#### [Exercise goal]
In the listing below, locate the line that contains "fn parse_var<F, T>(lookup: &F, key: &str, default: T)" and the line that contains "Install the global". Restate word for word those two lines and every line between them, and nothing else.

#### [Material provided]
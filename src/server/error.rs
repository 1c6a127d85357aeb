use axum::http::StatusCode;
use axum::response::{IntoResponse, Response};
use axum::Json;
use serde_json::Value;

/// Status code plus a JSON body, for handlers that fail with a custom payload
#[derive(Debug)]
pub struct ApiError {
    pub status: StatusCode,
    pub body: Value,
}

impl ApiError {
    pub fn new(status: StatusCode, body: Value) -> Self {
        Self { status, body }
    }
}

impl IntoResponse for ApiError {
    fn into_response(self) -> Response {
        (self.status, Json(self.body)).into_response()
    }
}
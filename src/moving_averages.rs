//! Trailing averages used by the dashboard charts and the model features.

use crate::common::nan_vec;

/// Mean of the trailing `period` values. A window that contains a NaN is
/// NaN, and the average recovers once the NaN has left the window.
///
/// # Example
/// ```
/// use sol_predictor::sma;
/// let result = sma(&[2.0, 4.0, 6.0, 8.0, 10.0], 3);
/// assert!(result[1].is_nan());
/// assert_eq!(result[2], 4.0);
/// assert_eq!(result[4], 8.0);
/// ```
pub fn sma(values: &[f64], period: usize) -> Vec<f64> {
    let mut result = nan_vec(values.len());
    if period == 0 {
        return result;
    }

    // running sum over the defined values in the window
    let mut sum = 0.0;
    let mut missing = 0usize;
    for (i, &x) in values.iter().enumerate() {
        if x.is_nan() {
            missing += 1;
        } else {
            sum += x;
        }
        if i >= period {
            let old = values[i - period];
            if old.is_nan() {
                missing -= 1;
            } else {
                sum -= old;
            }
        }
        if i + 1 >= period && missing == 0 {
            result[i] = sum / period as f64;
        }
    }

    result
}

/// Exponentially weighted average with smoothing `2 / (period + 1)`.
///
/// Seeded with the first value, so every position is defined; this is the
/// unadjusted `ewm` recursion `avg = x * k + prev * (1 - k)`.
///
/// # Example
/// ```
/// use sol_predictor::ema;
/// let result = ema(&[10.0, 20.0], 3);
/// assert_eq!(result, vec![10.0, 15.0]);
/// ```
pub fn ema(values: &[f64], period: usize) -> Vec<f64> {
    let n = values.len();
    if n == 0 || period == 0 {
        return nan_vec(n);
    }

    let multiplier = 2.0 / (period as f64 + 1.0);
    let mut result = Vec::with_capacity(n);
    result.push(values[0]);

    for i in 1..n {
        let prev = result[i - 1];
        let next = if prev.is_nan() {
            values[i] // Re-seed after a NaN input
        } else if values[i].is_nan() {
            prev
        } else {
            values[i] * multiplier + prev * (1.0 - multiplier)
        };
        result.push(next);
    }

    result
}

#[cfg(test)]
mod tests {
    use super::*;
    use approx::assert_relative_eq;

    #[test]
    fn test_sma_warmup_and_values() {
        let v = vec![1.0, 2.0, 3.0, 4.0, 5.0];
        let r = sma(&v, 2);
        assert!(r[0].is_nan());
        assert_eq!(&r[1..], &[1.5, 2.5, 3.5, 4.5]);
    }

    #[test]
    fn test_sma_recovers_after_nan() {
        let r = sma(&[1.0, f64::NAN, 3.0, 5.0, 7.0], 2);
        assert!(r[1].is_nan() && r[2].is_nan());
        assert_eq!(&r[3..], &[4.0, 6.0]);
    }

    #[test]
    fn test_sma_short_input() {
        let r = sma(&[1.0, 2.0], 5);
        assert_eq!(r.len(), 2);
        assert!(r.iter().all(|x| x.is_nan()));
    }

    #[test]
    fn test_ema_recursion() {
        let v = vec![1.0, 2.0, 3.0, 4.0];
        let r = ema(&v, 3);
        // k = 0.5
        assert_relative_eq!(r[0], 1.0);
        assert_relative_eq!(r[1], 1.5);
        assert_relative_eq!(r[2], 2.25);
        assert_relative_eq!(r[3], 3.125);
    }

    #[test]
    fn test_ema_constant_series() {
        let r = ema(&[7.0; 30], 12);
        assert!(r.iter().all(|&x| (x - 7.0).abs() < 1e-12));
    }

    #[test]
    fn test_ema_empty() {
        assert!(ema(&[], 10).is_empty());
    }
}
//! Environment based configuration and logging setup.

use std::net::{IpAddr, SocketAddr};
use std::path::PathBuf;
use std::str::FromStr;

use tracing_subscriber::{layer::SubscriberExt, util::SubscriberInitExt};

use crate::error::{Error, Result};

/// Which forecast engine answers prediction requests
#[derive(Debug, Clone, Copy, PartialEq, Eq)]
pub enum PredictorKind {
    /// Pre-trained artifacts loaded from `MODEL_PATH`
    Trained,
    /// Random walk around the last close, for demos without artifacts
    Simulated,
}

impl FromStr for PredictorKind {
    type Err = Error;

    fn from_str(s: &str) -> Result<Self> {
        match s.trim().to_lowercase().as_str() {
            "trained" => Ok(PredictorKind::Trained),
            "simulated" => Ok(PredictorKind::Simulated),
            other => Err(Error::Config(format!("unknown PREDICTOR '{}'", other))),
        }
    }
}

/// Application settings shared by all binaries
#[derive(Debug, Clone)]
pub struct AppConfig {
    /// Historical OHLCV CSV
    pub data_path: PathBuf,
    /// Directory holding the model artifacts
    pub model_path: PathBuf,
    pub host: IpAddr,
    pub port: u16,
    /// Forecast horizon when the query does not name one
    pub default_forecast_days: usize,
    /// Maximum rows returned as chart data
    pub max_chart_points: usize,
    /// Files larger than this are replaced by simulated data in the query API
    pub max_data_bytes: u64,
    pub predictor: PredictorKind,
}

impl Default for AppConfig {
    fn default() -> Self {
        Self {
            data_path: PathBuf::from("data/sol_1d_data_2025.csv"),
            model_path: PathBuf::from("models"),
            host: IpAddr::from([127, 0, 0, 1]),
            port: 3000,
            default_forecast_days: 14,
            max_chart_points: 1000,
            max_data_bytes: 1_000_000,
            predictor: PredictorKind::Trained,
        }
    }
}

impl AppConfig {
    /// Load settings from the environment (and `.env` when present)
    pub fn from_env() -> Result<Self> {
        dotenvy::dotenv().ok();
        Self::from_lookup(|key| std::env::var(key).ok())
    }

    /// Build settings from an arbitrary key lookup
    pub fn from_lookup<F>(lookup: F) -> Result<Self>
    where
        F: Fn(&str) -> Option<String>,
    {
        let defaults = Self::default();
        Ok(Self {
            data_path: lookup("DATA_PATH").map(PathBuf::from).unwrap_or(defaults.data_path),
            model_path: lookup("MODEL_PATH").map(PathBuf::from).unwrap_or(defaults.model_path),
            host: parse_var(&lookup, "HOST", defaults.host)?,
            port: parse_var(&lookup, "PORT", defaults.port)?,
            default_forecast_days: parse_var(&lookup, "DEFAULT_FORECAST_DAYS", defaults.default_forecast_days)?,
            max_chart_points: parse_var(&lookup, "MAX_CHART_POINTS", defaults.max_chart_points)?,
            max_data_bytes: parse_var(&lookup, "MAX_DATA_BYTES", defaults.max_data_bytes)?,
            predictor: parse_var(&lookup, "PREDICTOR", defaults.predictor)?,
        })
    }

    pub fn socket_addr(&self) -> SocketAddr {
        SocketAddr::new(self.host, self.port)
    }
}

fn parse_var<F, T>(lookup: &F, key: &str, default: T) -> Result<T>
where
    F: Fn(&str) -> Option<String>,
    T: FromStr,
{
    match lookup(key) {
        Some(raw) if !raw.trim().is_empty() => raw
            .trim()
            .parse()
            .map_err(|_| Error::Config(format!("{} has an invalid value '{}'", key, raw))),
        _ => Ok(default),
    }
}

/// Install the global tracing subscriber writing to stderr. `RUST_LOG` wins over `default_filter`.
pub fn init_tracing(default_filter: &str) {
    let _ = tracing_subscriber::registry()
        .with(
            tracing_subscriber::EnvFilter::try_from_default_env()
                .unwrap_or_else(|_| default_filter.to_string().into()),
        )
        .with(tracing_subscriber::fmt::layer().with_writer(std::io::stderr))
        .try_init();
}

--

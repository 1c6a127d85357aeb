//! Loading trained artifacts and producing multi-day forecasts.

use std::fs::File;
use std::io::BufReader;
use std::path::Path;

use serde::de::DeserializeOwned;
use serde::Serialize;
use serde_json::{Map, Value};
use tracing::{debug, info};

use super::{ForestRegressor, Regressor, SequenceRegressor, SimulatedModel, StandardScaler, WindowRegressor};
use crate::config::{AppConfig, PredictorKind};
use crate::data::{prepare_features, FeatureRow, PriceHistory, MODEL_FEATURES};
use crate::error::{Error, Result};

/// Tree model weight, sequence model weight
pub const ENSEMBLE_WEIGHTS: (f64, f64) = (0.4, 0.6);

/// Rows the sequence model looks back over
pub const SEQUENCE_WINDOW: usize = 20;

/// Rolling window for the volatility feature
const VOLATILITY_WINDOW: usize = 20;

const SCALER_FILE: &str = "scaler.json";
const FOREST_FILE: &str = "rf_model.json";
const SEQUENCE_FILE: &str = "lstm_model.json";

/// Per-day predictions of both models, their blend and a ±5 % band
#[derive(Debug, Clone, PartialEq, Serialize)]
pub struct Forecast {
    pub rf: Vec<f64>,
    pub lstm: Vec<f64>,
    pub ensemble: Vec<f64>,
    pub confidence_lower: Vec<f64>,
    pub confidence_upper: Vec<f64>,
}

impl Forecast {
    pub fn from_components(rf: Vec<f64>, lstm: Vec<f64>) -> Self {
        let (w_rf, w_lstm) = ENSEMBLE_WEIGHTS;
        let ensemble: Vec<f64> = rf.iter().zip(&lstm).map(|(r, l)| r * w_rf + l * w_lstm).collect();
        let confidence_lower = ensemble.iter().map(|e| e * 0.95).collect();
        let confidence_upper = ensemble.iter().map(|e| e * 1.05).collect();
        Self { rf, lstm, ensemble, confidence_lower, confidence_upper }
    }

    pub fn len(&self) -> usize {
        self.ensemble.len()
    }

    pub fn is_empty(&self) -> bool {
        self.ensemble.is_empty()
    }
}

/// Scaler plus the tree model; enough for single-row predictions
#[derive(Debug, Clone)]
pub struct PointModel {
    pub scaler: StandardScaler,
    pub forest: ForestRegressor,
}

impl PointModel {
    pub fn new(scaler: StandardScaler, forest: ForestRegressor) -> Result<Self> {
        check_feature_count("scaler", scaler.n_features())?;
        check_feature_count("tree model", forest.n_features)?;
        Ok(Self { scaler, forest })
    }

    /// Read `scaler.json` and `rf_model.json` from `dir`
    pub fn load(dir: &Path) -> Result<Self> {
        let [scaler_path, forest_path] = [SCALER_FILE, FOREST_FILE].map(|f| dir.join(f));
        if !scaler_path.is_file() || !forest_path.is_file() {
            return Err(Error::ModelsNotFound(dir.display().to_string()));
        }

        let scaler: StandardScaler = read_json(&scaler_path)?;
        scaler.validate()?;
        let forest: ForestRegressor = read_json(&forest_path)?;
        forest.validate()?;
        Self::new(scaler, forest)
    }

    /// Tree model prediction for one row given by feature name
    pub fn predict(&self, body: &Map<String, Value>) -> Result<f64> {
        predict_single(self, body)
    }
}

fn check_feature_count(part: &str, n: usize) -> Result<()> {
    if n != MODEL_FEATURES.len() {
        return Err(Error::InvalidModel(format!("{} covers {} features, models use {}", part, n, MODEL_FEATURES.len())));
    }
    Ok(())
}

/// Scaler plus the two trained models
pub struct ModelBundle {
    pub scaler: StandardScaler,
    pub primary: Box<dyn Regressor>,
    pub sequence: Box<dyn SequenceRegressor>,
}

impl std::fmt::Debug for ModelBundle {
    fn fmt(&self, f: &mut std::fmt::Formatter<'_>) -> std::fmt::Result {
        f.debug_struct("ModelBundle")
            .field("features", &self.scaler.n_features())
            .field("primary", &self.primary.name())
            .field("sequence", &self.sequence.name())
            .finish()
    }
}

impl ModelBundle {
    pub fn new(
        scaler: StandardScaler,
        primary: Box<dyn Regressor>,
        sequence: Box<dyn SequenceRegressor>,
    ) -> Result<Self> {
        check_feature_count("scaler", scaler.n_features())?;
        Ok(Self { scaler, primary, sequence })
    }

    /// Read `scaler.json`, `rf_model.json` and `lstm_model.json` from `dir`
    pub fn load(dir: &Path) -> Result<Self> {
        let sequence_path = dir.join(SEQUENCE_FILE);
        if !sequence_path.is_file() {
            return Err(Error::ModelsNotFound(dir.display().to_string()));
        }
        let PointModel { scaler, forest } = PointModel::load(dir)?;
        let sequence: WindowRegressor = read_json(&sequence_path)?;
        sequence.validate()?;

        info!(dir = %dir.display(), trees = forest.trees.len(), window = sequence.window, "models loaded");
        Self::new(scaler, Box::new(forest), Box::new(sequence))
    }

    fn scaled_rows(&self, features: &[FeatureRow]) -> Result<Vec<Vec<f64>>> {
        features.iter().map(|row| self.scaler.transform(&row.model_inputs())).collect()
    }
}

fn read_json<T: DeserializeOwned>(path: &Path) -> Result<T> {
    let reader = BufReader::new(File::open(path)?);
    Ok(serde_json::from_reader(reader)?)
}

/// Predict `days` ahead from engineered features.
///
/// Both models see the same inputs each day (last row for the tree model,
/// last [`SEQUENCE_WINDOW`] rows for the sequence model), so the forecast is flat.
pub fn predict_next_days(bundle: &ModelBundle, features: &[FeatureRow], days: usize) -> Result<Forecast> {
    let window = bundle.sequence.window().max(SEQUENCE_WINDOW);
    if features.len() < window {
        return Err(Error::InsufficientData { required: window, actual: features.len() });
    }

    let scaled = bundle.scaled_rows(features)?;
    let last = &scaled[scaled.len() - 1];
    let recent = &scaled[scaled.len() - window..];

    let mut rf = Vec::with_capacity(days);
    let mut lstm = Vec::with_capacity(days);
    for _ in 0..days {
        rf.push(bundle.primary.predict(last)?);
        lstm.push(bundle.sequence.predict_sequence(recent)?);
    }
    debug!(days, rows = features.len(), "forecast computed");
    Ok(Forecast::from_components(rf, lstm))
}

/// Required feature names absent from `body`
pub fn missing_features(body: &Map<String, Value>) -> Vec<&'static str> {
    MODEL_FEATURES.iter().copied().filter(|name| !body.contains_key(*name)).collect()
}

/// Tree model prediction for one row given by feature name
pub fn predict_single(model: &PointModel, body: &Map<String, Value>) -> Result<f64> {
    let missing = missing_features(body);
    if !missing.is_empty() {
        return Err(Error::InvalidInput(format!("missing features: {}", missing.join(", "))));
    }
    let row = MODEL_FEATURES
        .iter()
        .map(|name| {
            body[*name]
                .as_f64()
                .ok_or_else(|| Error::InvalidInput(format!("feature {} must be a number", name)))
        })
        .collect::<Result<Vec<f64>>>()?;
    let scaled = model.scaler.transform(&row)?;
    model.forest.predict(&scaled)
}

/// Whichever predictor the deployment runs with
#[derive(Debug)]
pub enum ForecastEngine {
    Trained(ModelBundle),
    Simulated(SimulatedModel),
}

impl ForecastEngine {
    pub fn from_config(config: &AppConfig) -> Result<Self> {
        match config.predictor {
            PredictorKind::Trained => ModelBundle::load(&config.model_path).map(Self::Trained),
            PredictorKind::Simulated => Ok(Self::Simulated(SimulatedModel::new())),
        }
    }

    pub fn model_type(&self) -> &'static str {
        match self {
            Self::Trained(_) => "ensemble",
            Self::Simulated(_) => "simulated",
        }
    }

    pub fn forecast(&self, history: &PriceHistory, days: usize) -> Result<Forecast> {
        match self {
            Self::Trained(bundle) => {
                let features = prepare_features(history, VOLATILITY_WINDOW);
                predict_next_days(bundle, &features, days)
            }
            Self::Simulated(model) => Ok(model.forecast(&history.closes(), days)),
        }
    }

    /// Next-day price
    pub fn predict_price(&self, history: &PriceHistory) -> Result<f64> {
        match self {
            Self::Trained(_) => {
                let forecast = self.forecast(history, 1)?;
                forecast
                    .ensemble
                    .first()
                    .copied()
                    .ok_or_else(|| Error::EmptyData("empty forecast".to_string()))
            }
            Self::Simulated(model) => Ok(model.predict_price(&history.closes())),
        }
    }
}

#### [Exercise result]
fn parse_var<F, T>(lookup: &F, key: &str, default: T) -> Result<T>
where
    F: Fn(&str) -> Option<String>,
    T: FromStr,
{
    match lookup(key) {
        Some(raw) if !raw.trim().is_empty() => raw
            .trim()
            .parse()
            .map_err(|_| Error::Config(format!("{} has an invalid value '{}'", key, raw))),
        _ => Ok(default),
    }
}

/// Install the global tracing subscriber writing to stderr. `RUST_LOG` wins over `default_filter`.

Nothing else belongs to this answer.